Data to use |
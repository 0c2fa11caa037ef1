use axum::Router;
use axum::http::HeaderName;
use migration::MigratorTrait;
use sea_orm::Database;
use std::path::Path;
use std::sync::Arc;
use tower::ServiceBuilder;
use tower_http::cors::CorsLayer;
use tower_http::services::ServeDir;
use tower_http::trace::TraceLayer;

use crate::config::Config;
use crate::task::web::{TaskState, create_task_router};

/// Builds the application router: the task routes, static assets under
/// `/static`, request tracing, and CORS exposure of the HTMX trigger header.
pub fn create_app(state: Arc<TaskState>, static_dir: impl AsRef<Path>) -> Router {
    Router::new()
        .merge(create_task_router(state))
        .nest_service("/static", ServeDir::new(static_dir))
        .layer(
            ServiceBuilder::new()
                .layer(TraceLayer::new_for_http())
                .layer(CorsLayer::new().expose_headers([HeaderName::from_static("hx-trigger")])),
        )
}

#[tracing::instrument(skip(config))]
pub async fn start_web_server(config: Config) -> anyhow::Result<()> {
    let db = Database::connect(&config.database_url).await?;
    migration::Migrator::up(&db, None).await?;
    tracing::info!("Database migrations applied successfully");

    let server_address = format!("0.0.0.0:{}", config.port);
    let listener = tokio::net::TcpListener::bind(&server_address).await?;
    tracing::info!("Web server running on http://{}", server_address);

    let db = Arc::new(db);
    let task_state = Arc::new(TaskState { db: Arc::clone(&db) });
    let app = create_app(task_state, &config.static_dir);

    axum::serve(listener, app)
        .with_graceful_shutdown(shutdown_signal())
        .await?;

    // The router, and with it the last state handle, is dropped once serve returns.
    match Arc::try_unwrap(db) {
        Ok(db) => {
            db.close().await?;
            tracing::info!("Database connection pool closed");
        }
        Err(_) => tracing::warn!("Database pool still shared at shutdown, leaving it to drop"),
    }
    Ok(())
}

async fn shutdown_signal() {
    let ctrl_c = async {
        if let Err(err) = tokio::signal::ctrl_c().await {
            tracing::error!("Failed to listen for Ctrl+C: {}", err);
        }
    };

    #[cfg(unix)]
    let terminate = async {
        match tokio::signal::unix::signal(tokio::signal::unix::SignalKind::terminate()) {
            Ok(mut signal) => {
                signal.recv().await;
            }
            Err(err) => tracing::error!("Failed to listen for SIGTERM: {}", err),
        }
    };

    #[cfg(not(unix))]
    let terminate = std::future::pending::<()>();

    tokio::select! {
        _ = ctrl_c => {},
        _ = terminate => {},
    }
    tracing::info!("Shutdown signal received, draining connections");
}

#[cfg(test)]
mod tests {
    use super::*;
    use axum::body::Body;
    use axum::http::{Request, StatusCode};
    use sea_orm::{DatabaseBackend, MockDatabase};
    use tower::ServiceExt;

    fn app() -> Router {
        let db = MockDatabase::new(DatabaseBackend::Postgres).into_connection();
        create_app(
            Arc::new(TaskState { db: Arc::new(db) }),
            concat!(env!("CARGO_MANIFEST_DIR"), "/static"),
        )
    }

    #[tokio::test]
    async fn can_serve_static_assets() {
        let response = app()
            .oneshot(
                Request::builder()
                    .uri("/static/style.css")
                    .body(Body::empty())
                    .unwrap(),
            )
            .await
            .unwrap();

        assert_eq!(response.status(), StatusCode::OK);
        assert_eq!(response.headers().get("content-type").unwrap(), "text/css");
    }

    #[tokio::test]
    async fn missing_static_asset_is_not_found() {
        let response = app()
            .oneshot(
                Request::builder()
                    .uri("/static/missing.js")
                    .body(Body::empty())
                    .unwrap(),
            )
            .await
            .unwrap();

        assert_eq!(response.status(), StatusCode::NOT_FOUND);
    }

    #[tokio::test]
    async fn unknown_path_is_not_found() {
        let response = app()
            .oneshot(Request::builder().uri("/nope").body(Body::empty()).unwrap())
            .await
            .unwrap();

        assert_eq!(response.status(), StatusCode::NOT_FOUND);
    }

    #[tokio::test]
    async fn can_expose_hx_trigger_to_cross_origin_clients() {
        let response = app()
            .oneshot(
                Request::builder()
                    .uri("/")
                    .header("origin", "http://localhost:5173")
                    .body(Body::empty())
                    .unwrap(),
            )
            .await
            .unwrap();

        assert_eq!(response.status(), StatusCode::OK);
        assert_eq!(
            response
                .headers()
                .get("access-control-expose-headers")
                .unwrap(),
            "hx-trigger"
        );
    }
}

Task prompt |
Tell how many lines above contain the word "TaskState". Give the number alone.

Written reply |
4